According to a story from GlobeNewswire, the first patient has been dosed in a recent clinical trial testing the experimental therapy tasquinimod as a treatment for multiple myeloma, a rare type of cancer. This drug is being developed by the biotechnology company Active Biotech. This Phase 1b/2a clinical study aims to recruit a total of 54 patients living with the disease. 

About Multiple Myeloma

Multiple myeloma, which is occasionally referred to as plasma cell myeloma, is a blood cancer that affects plasma cells. These are white blood cells that produce antibodies. The overall cause of multiple myeloma is not well understood, however, some risk factors have been identified. These include obesity, family history, smoldering myeloma, and monoclonal gammopathy of undetermined significance. These last two conditions have the potential to develop into multiple myeloma. Symptoms of this cancer include bone pain, infections, anemia, kidney failure, overly thick blood, confusion, fatigue, headaches, and amyloidosis. Treatment includes chemo, stem cell transplant, and other medications for relapsed disease, which is common. Five year survival rate is 49 percent in the US. To learn more about multiple myeloma, click here.

About The Trial

The goal of the trial is to determine the maximum tolerated dose of tasquinimod when it is used on its own.
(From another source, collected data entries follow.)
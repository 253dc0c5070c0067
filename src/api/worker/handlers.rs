use actix_web::{
    HttpResponse, get, post, put,
    web::{Data, Path, ServiceConfig, scope},
};
use actix_web_validator::{Json, Query};

use crate::api::error::ServiceError;
use super::models::{CreateWorker, WorkerQuery};
use super::service::WorkerService;

#[post("")]
async fn create_worker(
    service: Data<WorkerService>,
    worker: Json<CreateWorker>,
) -> Result<HttpResponse, ServiceError> {
    let row = service.create_worker(&worker).await?;
    Ok(HttpResponse::Created().json(row))
}

#[get("")]
async fn list_workers(
    service: Data<WorkerService>,
    query: Query<WorkerQuery>,
) -> Result<HttpResponse, ServiceError> {
    let workers = service.list_workers(&query).await?;
    Ok(HttpResponse::Ok().json(workers))
}

#[put("/{worker_id}/assign/{job_id}")]
async fn assign_worker(
    service: Data<WorkerService>,
    path: Path<(i32, i32)>,
) -> Result<HttpResponse, ServiceError> {
    let (worker_id, job_id) = path.into_inner();
    let row = service.assign_worker(worker_id, job_id).await?;
    Ok(HttpResponse::Ok().json(row))
}

pub fn worker_config(config: &mut ServiceConfig) {
    config.service(
        scope("workers")
            .service(create_worker)
            .service(list_workers)
            .service(assign_worker),
    );
}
The drug will also be evaluated as an additional therapy in combination with a standard three-component treatment regimen for multiple myeloma. This regimen includes ixazomib, lenalidomide, and dexamethasone. Expansion cohorts of the trial for both tasquinimod on its own and as part of a combination are planned to gather early data about efficacy. The trial is to be conducted as part of a partnership with the University of Pennsylvania’s Abramson Cancer Center. 

About Tasquinimod

Tasquinimod is an experimental therapeutic agent with anti-angiogenic and immunomodulatory properties. Designed to be orally active, the experimental medication has shown potential as a treatment for multiple myeloma in early disease models. It has previously been investigated as a treatment for solid tumors, such as prostate cancer. The drug has been well tolerated in earlier studies.